4 – Ville côtière au nord et proche de Karikal.
5 – Ville à l’ouest de Karikal.
Nécrologie
M. DIDIER
MISSIONNAIRE APOSTOLIQUE DE KUMBAKONAM
Né le 15 août 1850
Parti le 30 octobre 1878
Mort le 11 décembre 1902
« En 1870, les armées allemandes envahissaient nos provinces de l’est, écrit un ancien « condisciple au défunt , mais Langres ne tombait point au pouvoir de l’ennemi. La « ville eut cependant à souffrir des suites de la guerre, et les séminaires, transformés en « hôpitaux pendant de longs mois , ne purent commencer l’année scolaire qu’au 1er mai « 1871 . Ce jour-là , nous vîmes arriver , comme élève de troisième , un solide gaillard, à « la démarche un peu lourde et âgé de plus de vingt ans. Ses lunettes , sa redingote grise, sa « mine austère et presque rébarbative, lui donnaient la tournure d’un instituteur, appelé « tardivement au sacerdoce. Les malins, abusant de la crédulité des simples, eurent bientôt « forgé autour du nouveau venu une légende complète. Il était veuf : sa défunte femme avait « nom Judith, etc., etc.
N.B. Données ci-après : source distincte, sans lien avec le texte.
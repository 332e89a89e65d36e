//! Incremental delivery of a run to one subscriber
//!
//! A run produces exactly: one `start`, one `analyst` per provider in arrival
//! order, one `complete`. Events are sequence-numbered so a reconnecting
//! client can drop duplicates.

use crate::consensus::{ConsensusResult, ProviderResult};
use chrono::{DateTime, Utc};
use council_llm::ProviderConfig;
use futures::Stream;
use serde::{Deserialize, Serialize};
use std::pin::Pin;
use std::task::{Context, Poll};
use tokio::sync::mpsc;
use tracing::debug;
use uuid::Uuid;

/// Provider announced in the start event
#[derive(Debug, Clone, PartialEq, Eq, Serialize, Deserialize)]
pub struct ProviderSummary {
    /// Provider id
    pub id: String,
    /// Display name
    pub name: String,
    /// Role label
    pub role: String,
}

impl From<&ProviderConfig> for ProviderSummary {
    fn from(provider: &ProviderConfig) -> Self {
        Self {
            id: provider.id.clone(),
            name: provider.name.clone(),
            role: provider.role.clone(),
        }
    }
}

/// Payload of one stream event
#[derive(Debug, Clone, PartialEq, Eq, Serialize, Deserialize)]
#[serde(tag = "type", rename_all = "snake_case")]
pub enum StreamEvent {
    /// Run accepted, providers about to be called
    Start {
        /// Run id
        run_id: Uuid,
        /// The user query
        query: String,
        /// When the run started
        started_at: DateTime<Utc>,
        /// Providers taking part
        providers: Vec<ProviderSummary>,
    },
    /// One provider settled
    Analyst {
        /// The provider's result
        result: ProviderResult,
    },
    /// Every provider settled; terminal
    Complete {
        /// Final tally
        consensus: ConsensusResult,
    },
}

impl StreamEvent {
    /// Event name used on the wire
    #[must_use]
    pub fn name(&self) -> &'static str {
        match self {
            Self::Start { .. } => "start",
            Self::Analyst { .. } => "analyst",
            Self::Complete { .. } => "complete",
        }
    }
}

/// An event with its sequence id
#[derive(Debug, Clone, PartialEq, Eq, Serialize, Deserialize)]
pub struct SequencedEvent {
    /// Monotonically increasing within a run, starting at 0
    pub seq: u64,
    /// Payload
    #[serde(flatten)]
    pub event: StreamEvent,
}

/// Producer half, owned by the run
#[derive(Debug)]
pub struct StreamPublisher {
    tx: mpsc::UnboundedSender<SequencedEvent>,
    next_seq: u64,
    disconnected: bool,
}

/// Create a connected publisher/subscriber pair
///
/// The channel is unbounded so a slow subscriber never holds up the run.
#[must_use]
pub fn channel() -> (StreamPublisher, ConsensusStream) {
    let (tx, rx) = mpsc::unbounded_channel();
    (
        StreamPublisher {
            tx,
            next_seq: 0,
            disconnected: false,
        },
        ConsensusStream { rx },
    )
}

impl StreamPublisher {
    /// Publisher with no subscriber; every emit is a no-op
    #[must_use]
    pub fn detached() -> Self {
        let (publisher, _stream) = channel();
        publisher
    }

    /// Announce the run
    pub fn start(
        &mut self,
        run_id: Uuid,
        query: &str,
        started_at: DateTime<Utc>,
        providers: Vec<ProviderSummary>,
    ) {
        self.send(StreamEvent::Start {
            run_id,
            query: query.to_string(),
            started_at,
            providers,
        });
    }

    /// Publish one provider result
    pub fn emit(&mut self, result: &ProviderResult) {
        self.send(StreamEvent::Analyst {
            result: result.clone(),
        });
    }

    /// Publish the terminal event and close the stream
    pub fn finish(mut self, consensus: &ConsensusResult) {
        self.send(StreamEvent::Complete {
            consensus: consensus.clone(),
        });
    }

    /// Whether the subscriber is gone
    #[must_use]
    pub fn is_disconnected(&self) -> bool {
        self.disconnected || self.tx.is_closed()
    }

    fn send(&mut self, event: StreamEvent) {
        let seq = self.next_seq;
        self.next_seq += 1;

        if self.disconnected {
            return;
        }
        if self.tx.send(SequencedEvent { seq, event }).is_err() {
            debug!(seq, "Subscriber disconnected, dropping further events");
            self.disconnected = true;
        }
    }
}

/// Subscriber half
#[derive(Debug)]
pub struct ConsensusStream {
    rx: mpsc::UnboundedReceiver<SequencedEvent>,
}

impl ConsensusStream {
    /// Next event, or `None` once the run has finished
    pub async fn recv(&mut self) -> Option<SequencedEvent> {
        self.rx.recv().await
    }
}

impl Stream for ConsensusStream {
    type Item = SequencedEvent;

    fn poll_next(mut self: Pin<&mut Self>, cx: &mut Context<'_>) -> Poll<Option<Self::Item>> {
        self.rx.poll_recv(cx)
    }
}

#[cfg(test)]
mod tests {
    use super::*;
    use crate::consensus::{compute, ProviderErrorKind};
    use council_llm::{default_providers, Opinion, Signal};
    use futures::StreamExt;

    fn result(provider: &ProviderConfig) -> ProviderResult {
        ProviderResult::success(
            provider,
            Opinion {
                signal: Signal::Buy,
                confidence: 70,
                reasoning: "trend".into(),
            },
            Utc::now(),
            10,
        )
    }

    #[tokio::test]
    async fn test_event_order_and_sequence() {
        let providers = default_providers();
        let (mut publisher, stream) = channel();
        let run_id = Uuid::new_v4();
        let started = Utc::now();

        publisher.start(
            run_id,
            "Buy BTC?",
            started,
            providers.iter().map(ProviderSummary::from).collect(),
        );
        let results: Vec<_> = providers.iter().take(2).map(result).collect();
        for r in &results {
            publisher.emit(r);
        }
        let consensus = compute("Buy BTC?", started, results, 4);
        publisher.finish(&consensus);

        let events: Vec<SequencedEvent> = stream.collect().await;
        let names: Vec<&str> = events.iter().map(|e| e.event.name()).collect();
        assert_eq!(names, vec!["start", "analyst", "analyst", "complete"]);
        let seqs: Vec<u64> = events.iter().map(|e| e.seq).collect();
        assert_eq!(seqs, vec![0, 1, 2, 3]);
    }

    #[tokio::test]
    async fn test_emit_after_disconnect_is_noop() {
        let providers = default_providers();
        let (mut publisher, stream) = channel();
        drop(stream);

        publisher.emit(&result(&providers[0]));
        assert!(publisher.is_disconnected());
        publisher.emit(&result(&providers[1]));
        publisher.finish(&compute("q", Utc::now(), vec![], 4));
    }

    #[test]
    fn test_detached_publisher() {
        let mut publisher = StreamPublisher::detached();
        assert!(publisher.is_disconnected());
        publisher.start(Uuid::new_v4(), "q", Utc::now(), vec![]);
    }

    #[test]
    fn test_event_json_shape() {
        let providers = default_providers();
        let failed = ProviderResult::failure(
            &providers[0],
            ProviderErrorKind::CircuitOpen,
            "circuit open until later",
            Utc::now(),
            0,
        );
        let event = SequencedEvent {
            seq: 3,
            event: StreamEvent::Analyst { result: failed },
        };

        let json = serde_json::to_value(&event).unwrap();
        assert_eq!(json["seq"], 3);
        assert_eq!(json["type"], "analyst");
        assert_eq!(json["result"]["provider_id"], "deepseek");
        assert_eq!(json["result"]["error"]["kind"], "circuit_open");
    }
}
« Le soi-disant veuf n’était autre que Louis-Désiré Didier, de Mandres, petit village « situé à quelque six kilomètres de Nogent-le-Roi ( Haute-Marne ).
« Depuis longtemps, Louis avait quitté l’école primaire pour se livrer aux travaux des « champs, quand le curé de sa paroisse, discernant en lui des marques de vocation à l’état « ecclésiastique, s’offrit à lui donner des leçons de latin. Louis Didier se mit à l’œuvre, et « étudia les éléments de la langue latine tout en gardant les bestiaux.
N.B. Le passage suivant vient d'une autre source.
//! One-shot consensus run streamed to the terminal

use crate::server::{build_engine, config::AppConfig};
use anyhow::{Context, Result};
use council_core::{channel, validate_query, ConsensusResult, ProviderResult, StreamEvent};

pub async fn run(config: &AppConfig, query: &str, json: bool) -> Result<()> {
    let query = validate_query(query)
        .map_err(|e| anyhow::anyhow!(e.user_message()))?
        .to_string();
    let engine = build_engine(config)?;

    let (publisher, mut stream) = channel();
    let run = tokio::spawn(async move { engine.run(&query, publisher).await });

    while let Some(event) = stream.recv().await {
        if json {
            println!("{}", serde_json::to_string(&event)?);
            continue;
        }
        match &event.event {
            StreamEvent::Start { query, providers, .. } => {
                println!("🏛️  Asking {} analysts: \"{}\"\n", providers.len(), query);
            }
            StreamEvent::Analyst { result } => println!("{}", format_result(result)),
            StreamEvent::Complete { consensus } => println!("\n{}", format_consensus(consensus)),
        }
    }

    run.await.context("Consensus run failed")?;
    Ok(())
}

fn format_result(result: &ProviderResult) -> String {
    match &result.error {
        None => format!(
            "  ✅ {} ({}): {} {}% [{}ms]\n     {}",
            result.name, result.role, result.signal, result.confidence, result.latency_ms,
            result.reasoning
        ),
        Some(error) => format!(
            "  ❌ {} ({}): {} ({})",
            result.name,
            result.role,
            error.kind.description(),
            error.message
        ),
    }
}

fn format_consensus(consensus: &ConsensusResult) -> String {
    let votes = &consensus.vote_counts;
    let tally = format!(
        "BUY {} / SELL {} / HOLD {}",
        votes.buy, votes.sell, votes.hold
    );
    match consensus.consensus {
        Some(signal) => format!(
            "🎯 Consensus: {} ({}/{} agree, avg confidence {}%) [{}]",
            signal,
            consensus.agreement_count,
            consensus.total_responses,
            consensus.confidence_average,
            tally
        ),
        None => format!(
            "⚖️  No consensus: best was {}/{} [{}]",
            consensus.agreement_count, consensus.total_responses, tally
        ),
    }
}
« Au petit comme au grand séminaire, il se fit remarquer par son caractère franc, loyal, « et surtout, par une fervente piété. Son tempérament mélancolique et son esprit observateur « lui donnaient une tendance à la critique, mais son âge et sa discrétion le retenaient dans de « sages limites. Il se sentait mal à l’aise quand il avait à faire une composition grecque, thème « ou version ; l’histoire et la philosophie eurent toujours ses préférences. Un jour qu’il « discutait assez vivement sur l’élément simple, la divisibilité à l’infini et le vide « absolu, le banc s’effondra sous lui, au milieu de l’hilarité générale des professeurs et des « élèves.
« En 1875, pendant le repas du soir, nous lisions au grand séminaire l’histoire de « l’Église de Corée, et il échut à l’abbé Didier de lire la page finale racontant la scène qui se « passa à Meudon , quand les aspirants des Missions-Étrangères apprirent le martyre de « leurs frères de Corée. Le repas était achevé et pourtant le vénéré supérieur, M. Ravry , « n’agitait point la sonnette. La communauté entière écoutait dans un religieux silence . « Quand le lecteur fut arrivé à ces mots : Te martyrum candidatus laudat exercitus…, « l’émotion le saisit à la gorge, et il ne put achever qu’en mots entrecoupés les quelques « lignes qui restaient. Nous nous dîmes alors : « En voilà un qui sera missionnaire », et , à « la rentrée d’octobre , personne ne fut surpris d’apprendre que l’abbé Didier était parti pour « le séminaire de la rue du Bac.
« Désormais , il était fixé dans sa vocation , après l’avoir étudiée et mûrie dans le « silence et la prière . Cette pensée lui donnait des joies intimes , et son air « mélancolique fit place à une joviale sérénité. M. Didier sembla tout rajeuni, et sa « conversation intéressante faisait rechercher sa compagnie. »
Parti de Paris le 30 octobre 1878, le nouveau missionnaire, destiné à Pondichéry, s’embarquait à Marseille, le 7 novembre, sur le Sindh, après un faux départ par le Djemnah, quatre jours auparavant. Ce dernier bateau ayant touché un écueil, à quelques milles de Marseille, avait dû rentrer au port et céder son tour au Sindh.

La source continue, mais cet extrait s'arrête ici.